Since he'd become old and infirm, Cousin Chanler had been living in the red ranch house on his estate, while his mother's mansion remained uninhabited. Only once, before he moved out of it, had I seen the mansion's four square rooms on the ground floor, with their handsome French doors; twenty-foot-high ceilings; gigantic, threadbare Oriental rugs; and ornate marble mantelpieces. While it was small in comparison to Rokeby, it was cozier.
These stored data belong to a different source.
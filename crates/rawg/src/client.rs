//! RAWG API client.
//!
//! Async HTTP client using `reqwest`, authenticating with the API key as a
//! query parameter.

use std::time::Duration;

use percent_encoding::{NON_ALPHANUMERIC, utf8_percent_encode};
use serde::de::DeserializeOwned;
use tracing::debug;

use crate::params::{KEY_PARAM, RequestParams};
use crate::types::{GameDetail, GameSummary, GenreSummary, PagedResult, Screenshot};

pub const DEFAULT_BASE_URL: &str = "https://api.rawg.io/api";

/// Errors from the RAWG client.
///
/// The `Display` text is what a failed catalog slice shows the user, so it
/// carries the transport's own message unchanged.
#[derive(Debug, thiserror::Error)]
pub enum Error {
    #[error("HTTP error: {0}")]
    Http(#[from] reqwest::Error),

    #[error("API error {status}: {body}")]
    Api { status: u16, body: String },

    #[error("JSON error: {0}")]
    Json(#[from] serde_json::Error),

    #[error("invalid API key")]
    InvalidKey,

    #[error("invalid base URL: {0}")]
    InvalidBaseUrl(String),
}

/// Connection settings for [`Client`].
#[derive(Debug, Clone)]
pub struct ClientConfig {
    pub api_key: String,
    pub base_url: String,
    /// Per-request timeout. `None` waits indefinitely.
    pub timeout: Option<Duration>,
}

impl ClientConfig {
    pub fn new(api_key: impl Into<String>) -> Self {
        Self {
            api_key: api_key.into(),
            base_url: DEFAULT_BASE_URL.to_string(),
            timeout: None,
        }
    }
}

/// RAWG API client.
#[derive(Debug, Clone)]
pub struct Client {
    http: reqwest::Client,
    api_key: String,
    base_url: String,
}

impl Client {
    /// Creates a new client against the public RAWG API.
    pub fn new(api_key: &str) -> Result<Self, Error> {
        Self::with_config(ClientConfig::new(api_key))
    }

    /// Creates a client from explicit settings.
    pub fn with_config(config: ClientConfig) -> Result<Self, Error> {
        let api_key = config.api_key.trim();
        if api_key.is_empty() {
            return Err(Error::InvalidKey);
        }

        let base_url = config.base_url.trim_end_matches('/');
        if !(base_url.starts_with("http://") || base_url.starts_with("https://")) {
            return Err(Error::InvalidBaseUrl(config.base_url.clone()));
        }

        let mut builder = reqwest::Client::builder();
        if let Some(timeout) = config.timeout {
            builder = builder.timeout(timeout);
        }

        Ok(Self {
            http: builder.build()?,
            api_key: api_key.to_string(),
            base_url: base_url.to_string(),
        })
    }

    /// Sets a custom base URL (for testing).
    #[cfg(test)]
    pub(crate) fn with_base_url(mut self, url: String) -> Self {
        self.base_url = url;
        self
    }

    /// The API key attached to every request.
    pub fn api_key(&self) -> &str {
        &self.api_key
    }

    pub fn base_url(&self) -> &str {
        &self.base_url
    }

    /// Performs a keyed GET request and decodes the JSON body.
    async fn get<T: DeserializeOwned>(
        &self,
        endpoint: &str,
        params: &RequestParams,
    ) -> Result<T, Error> {
        let url = format!("{}{}", self.base_url, endpoint);
        let mut params = params.clone();
        params.insert(KEY_PARAM, self.api_key.as_str());

        debug!(endpoint, params = params.len(), "RAWG request");
        let resp = self.http.get(&url).query(&params).send().await?;
        let status = resp.status();

        if !status.is_success() {
            let body = resp.text().await.unwrap_or_default();
            return Err(Error::Api {
                status: status.as_u16(),
                body,
            });
        }

        let body = resp.bytes().await?;
        Ok(serde_json::from_slice(&body)?)
    }

    /// Lists games matching the given query parameters.
    pub async fn fetch_games(
        &self,
        params: &RequestParams,
    ) -> Result<PagedResult<GameSummary>, Error> {
        self.get("/games", params).await
    }

    /// Lists genres. Only the `results` array is returned.
    pub async fn fetch_genres(&self, params: &RequestParams) -> Result<Vec<GenreSummary>, Error> {
        let page: PagedResult<GenreSummary> = self.get("/genres", params).await?;
        Ok(page.items)
    }

    /// Returns the full record for a game, addressed by numeric id or slug.
    pub async fn fetch_game_by_id(&self, id: &str) -> Result<GameDetail, Error> {
        let encoded = utf8_percent_encode(id, NON_ALPHANUMERIC).to_string();
        self.get(&format!("/games/{encoded}"), &RequestParams::new())
            .await
    }

    /// Returns the screenshots of a game, addressed by numeric id or slug.
    pub async fn fetch_screenshots(&self, id: &str) -> Result<Vec<Screenshot>, Error> {
        let encoded = utf8_percent_encode(id, NON_ALPHANUMERIC).to_string();
        let page: PagedResult<Screenshot> = self
            .get(&format!("/games/{encoded}/screenshots"), &RequestParams::new())
            .await?;
        Ok(page.items)
    }
}

#[cfg(test)]
mod tests {
    use super::*;
    use tokio::io::{AsyncReadExt, AsyncWriteExt};
    use tokio::net::TcpListener;

    /// Starts a one-shot mock HTTP server answering with `status` and `body`.
    ///
    /// The join handle yields the raw request head so tests can inspect the
    /// request line and its query string.
    async fn mock_server(status: u16, body: &str) -> (String, tokio::task::JoinHandle<String>) {
        let listener = TcpListener::bind("127.0.0.1:0").await.unwrap();
        let port = listener.local_addr().unwrap().port();
        let url = format!("http://127.0.0.1:{port}");
        let body = body.to_string();

        let handle = tokio::spawn(async move {
            let Ok((mut stream, _)) = listener.accept().await else {
                return String::new();
            };
            let mut buf = vec![0u8; 8192];
            let n = stream.read(&mut buf).await.unwrap_or(0);
            let request = String::from_utf8_lossy(&buf[..n]).to_string();

            let resp = format!(
                "HTTP/1.1 {status} Mock\r\nContent-Type: application/json\r\nContent-Length: {}\r\nConnection: close\r\n\r\n{}",
                body.len(),
                body
            );
            let _ = stream.write_all(resp.as_bytes()).await;
            let _ = stream.shutdown().await;
            request
        });

        (url, handle)
    }

    fn request_line(request: &str) -> &str {
        request.lines().next().unwrap_or_default()
    }

    #[tokio::test]
    async fn fetch_games_returns_page() {
        let json = r#"{"count":812,"next":"https://api.rawg.io/api/games?page=2","previous":null,
            "results":[{"id":3498,"name":"Grand Theft Auto V","rating":4.47,"ratings_count":6900}]}"#;
        let (url, handle) = mock_server(200, json).await;

        let client = Client::new("test-key").unwrap().with_base_url(url);
        let mut params = RequestParams::new();
        params.insert("page", "1").insert("search", "gta");
        let page = client.fetch_games(&params).await.unwrap();

        assert_eq!(page.count, 812);
        assert!(page.has_next());
        assert_eq!(page.items[0].id, 3498);

        let request = handle.await.unwrap();
        let line = request_line(&request);
        assert!(line.starts_with("GET /games?"), "{line}");
        assert!(line.contains("key=test-key"), "{line}");
        assert!(line.contains("search=gta"), "{line}");
    }

    #[tokio::test]
    async fn key_is_attached_once() {
        let (url, handle) = mock_server(200, r#"{"count":0,"results":[]}"#).await;

        let client = Client::new("test-key").unwrap().with_base_url(url);
        let params = RequestParams::with_credential("test-key");
        client.fetch_games(&params).await.unwrap();

        let request = handle.await.unwrap();
        assert_eq!(request_line(&request).matches("key=").count(), 1);
    }

    #[tokio::test]
    async fn fetch_genres_returns_results_only() {
        let json = r#"{"count":19,"next":null,"previous":null,"results":[
            {"id":4,"name":"Action","games_count":180000},
            {"id":51,"name":"Indie","games_count":60000}
        ]}"#;
        let (url, handle) = mock_server(200, json).await;

        let client = Client::new("test-key").unwrap().with_base_url(url);
        let mut params = RequestParams::new();
        params.insert("page", "1");
        let genres = client.fetch_genres(&params).await.unwrap();

        assert_eq!(genres.len(), 2);
        assert_eq!(genres[1].name, "Indie");

        let request = handle.await.unwrap();
        assert!(request_line(&request).starts_with("GET /genres?"));
    }

    #[tokio::test]
    async fn fetch_game_by_id_hits_detail_path() {
        let json = r#"{"id":3328,"name":"The Witcher 3: Wild Hunt","metacritic":92}"#;
        let (url, handle) = mock_server(200, json).await;

        let client = Client::new("test-key").unwrap().with_base_url(url);
        let game = client.fetch_game_by_id("3328").await.unwrap();

        assert_eq!(game.name, "The Witcher 3: Wild Hunt");
        let request = handle.await.unwrap();
        assert!(request_line(&request).starts_with("GET /games/3328?key=test-key"));
    }

    #[tokio::test]
    async fn fetch_screenshots_hits_sub_resource() {
        let json = r#"{"count":2,"results":[
            {"id":-1,"image":"https://media.rawg.io/bg.jpg"},
            {"id":1827221,"image":"https://media.rawg.io/s1.jpg","width":1920,"height":1080}
        ]}"#;
        let (url, handle) = mock_server(200, json).await;

        let client = Client::new("test-key").unwrap().with_base_url(url);
        let shots = client.fetch_screenshots("the-witcher-3").await.unwrap();

        assert_eq!(shots.len(), 2);
        assert_eq!(shots[1].width, 1920);
        let request = handle.await.unwrap();
        assert!(request_line(&request).starts_with("GET /games/the%2Dwitcher%2D3/screenshots?"));
    }

    #[tokio::test]
    async fn api_error_keeps_status_and_body() {
        let (url, _handle) = mock_server(401, r#"{"error":"The key parameter is not provided"}"#).await;

        let client = Client::new("bad-key").unwrap().with_base_url(url);
        let err = client.fetch_games(&RequestParams::new()).await.unwrap_err();
        let msg = err.to_string();
        assert!(msg.contains("401"), "error should mention 401: {msg}");
        assert!(msg.contains("key parameter"), "body should be preserved: {msg}");
    }

    #[tokio::test]
    async fn malformed_body_is_json_error() {
        let (url, _handle) = mock_server(200, "not json").await;

        let client = Client::new("test-key").unwrap().with_base_url(url);
        let err = client.fetch_game_by_id("1").await.unwrap_err();
        assert!(matches!(err, Error::Json(_)));
    }

    #[tokio::test]
    async fn connection_refused_is_http_error() {
        let listener = TcpListener::bind("127.0.0.1:0").await.unwrap();
        let port = listener.local_addr().unwrap().port();
        drop(listener);

        let client = Client::new("test-key")
            .unwrap()
            .with_base_url(format!("http://127.0.0.1:{port}"));
        let err = client.fetch_genres(&RequestParams::new()).await.unwrap_err();
        assert!(matches!(err, Error::Http(_)));
    }

    #[test]
    fn empty_key_is_rejected() {
        assert!(matches!(Client::new("  "), Err(Error::InvalidKey)));
    }

    #[test]
    fn base_url_must_be_http() {
        let mut config = ClientConfig::new("k");
        config.base_url = "ftp://example.com".into();
        assert!(matches!(
            Client::with_config(config),
            Err(Error::InvalidBaseUrl(_))
        ));
    }

    #[test]
    fn trailing_slash_is_trimmed() {
        let mut config = ClientConfig::new("k");
        config.base_url = "https://example.com/api/".into();
        let client = Client::with_config(config).unwrap();
        assert_eq!(client.base_url(), "https://example.com/api");
    }
}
Cousin Chanler now started to pull himself up on his walker to properly greet our posse. We were frequently reminded to be polite or we wouldn't be allowed to come swim there anymore. During our patient ritual of shaking hands and repeating our names, he grunted approval with a wet streak of drool in the crack of each corner of his mouth. By the time we had thrown down our towels and were running for the water like animals fleeing a forest fire, he had the boxy camera pressed against his focused journalist's eye.

Within minutes, we were all screaming in terror of the “shark” in the pool. Ben's idea of fun was to swim under us, grab us by the legs, and pull us down. We screamed, swallowed the chlorinated water, and struggled to the surface to catch our breath, panicked as much by our unfazed chaperones as by Ben's strong hands.